Diagnosis and Main Criteria for Inclusion: Short children born SGA (height SDS for chronological age below –2.0 SD), aged from 2 years. The extension of the trial comprised the subjects who had completed 2 years of somatropin treatment and were pubertal by 30 June 1997.
Study Treatment: Somatropin, 0.067 mg (0.2 IU)/kg body weight and day. Somatropin was to be self-administered at home in the evening by subcutaneous injection. The dose was calculated for each subject on the basis of actual body weight measured at each visit.
Efficacy Evaluations: The primary endpoint was the change in parental-adjusted height SDS (PAH SDS) from baseline to final height. The secondary endpoints were changes from baseline to final height in weight SDS, body mass index (BMI) SDS, height SDS for bone age, and bone age (BA)/chronological age (CA).
Safety Evaluations: Adverse events (AEs) and assessments of haematological and clinical chemistry.
Statistical Methods: PAH SDS (= height SDS - target height SDS) and height SDS were both reported. Since target height was a fixed value for each subject, the change in PAH SDS and the change in height SDS were the same endpoint, although the mean values (of PAH SDS and height SDS) could differ if some subjects did not have target height SDS data.

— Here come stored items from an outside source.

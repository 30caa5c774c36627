//! The `list` command: show the functions a registry defines.

use serde_json::json;
use tracing::warn;

use crate::cli::args::{ListArgs, OutputFormat};
use crate::error::GlossaryError;

use super::emit::load_or_builtin;

/// Execute `list`.
///
/// # Errors
///
/// Returns an error if the registry cannot be loaded.
pub fn run(args: &ListArgs) -> Result<(), GlossaryError> {
    let registry = load_or_builtin(args.registry.as_deref())?;

    if let Some(lesson) = &args.lesson
        && !registry.lessons.iter().any(|l| &l.id == lesson)
    {
        warn!(%lesson, "no such lesson in registry");
    }

    let entries: Vec<_> = registry
        .lessons
        .iter()
        .filter(|l| args.lesson.as_ref().is_none_or(|id| &l.id == id))
        .flat_map(|l| l.functions.iter().map(move |f| (l, f)))
        .collect();

    match args.format {
        OutputFormat::Human => {
            if entries.is_empty() {
                println!("No functions registered");
                return Ok(());
            }
            for (lesson, record) in entries {
                match record.standard_node {
                    Some(node) => println!("{}  {} (node {node})", lesson.id, record.name),
                    None => println!("{}  {}", lesson.id, record.name),
                }
            }
        }
        OutputFormat::Json => {
            let items: Vec<_> = entries
                .iter()
                .map(|(lesson, record)| {
                    json!({
                        "lesson": lesson.id,
                        "name": record.name,
                        "node": record.standard_node,
                    })
                })
                .collect();
            println!("{}", serde_json::to_string_pretty(&items)?);
        }
    }

    Ok(())
}
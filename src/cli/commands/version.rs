//! Version information display.

use crate::cli::args::{OutputFormat, VersionArgs};

/// Print version information.
pub fn run(args: &VersionArgs) {
    let name = env!("CARGO_PKG_NAME");
    let version = env!("CARGO_PKG_VERSION");

    match args.format {
        OutputFormat::Human => {
            println!("{name} {version}");
        }
        OutputFormat::Json => {
            println!(r#"{{"name":"{name}","version":"{version}"}}"#);
        }
    }
}
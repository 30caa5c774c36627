//! CLI command dispatch and handlers.
//!
//! Routes parsed CLI arguments to the appropriate command handler.

pub mod completions;
pub mod emit;
pub mod list;
pub mod validate;
pub mod version;

use crate::cli::args::{Cli, Commands};
use crate::error::GlossaryError;

/// Dispatch a parsed CLI invocation to the appropriate command handler.
///
/// # Errors
///
/// Returns an error if the dispatched command handler fails.
pub fn dispatch(cli: Cli) -> Result<(), GlossaryError> {
    match cli.command {
        Commands::Emit(args) => emit::run(&args),
        Commands::Validate(args) => validate::run(&args),
        Commands::List(args) => list::run(&args),
        Commands::Completions(args) => {
            completions::run(&args);
            Ok(())
        }
        Commands::Version(args) => {
            version::run(&args);
            Ok(())
        }
    }
}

The final height data were presented in 2 ways: final height SDS (or final PAH SDS) for subjects’s age and final height SDS (or final PAH SDS) for adult age (using the upper age limit from the height reference). Based on publications of final height in untreated historical controls, height SDS on average increases by approximately 0.5 from pre-puberty to final height for untreated short children born SGA. Using the null hypothesis μ=0.5, a 1-sample t-test of change = 0.5 (assuming no treatment effect) versus change >0.5 was performed. This was assessed by 95% confidence intervals (CIs) for the mean changes in height SDS (or PAH SDS) from baseline to start of puberty and from baseline to final height (for subject’s age and for adult age).
RESULTS
Subject Disposition and Demography: Twelve of the 26 subjects were withdrawn; 8 subjects due to consent withdrawal, 1 subject due to an AE (clinically significant change in insulin-like growth factor-1 (IGF-1), judged by the investigator), 2 subjects due to non-compliance, and 1 subject due to use of a not permitted medication.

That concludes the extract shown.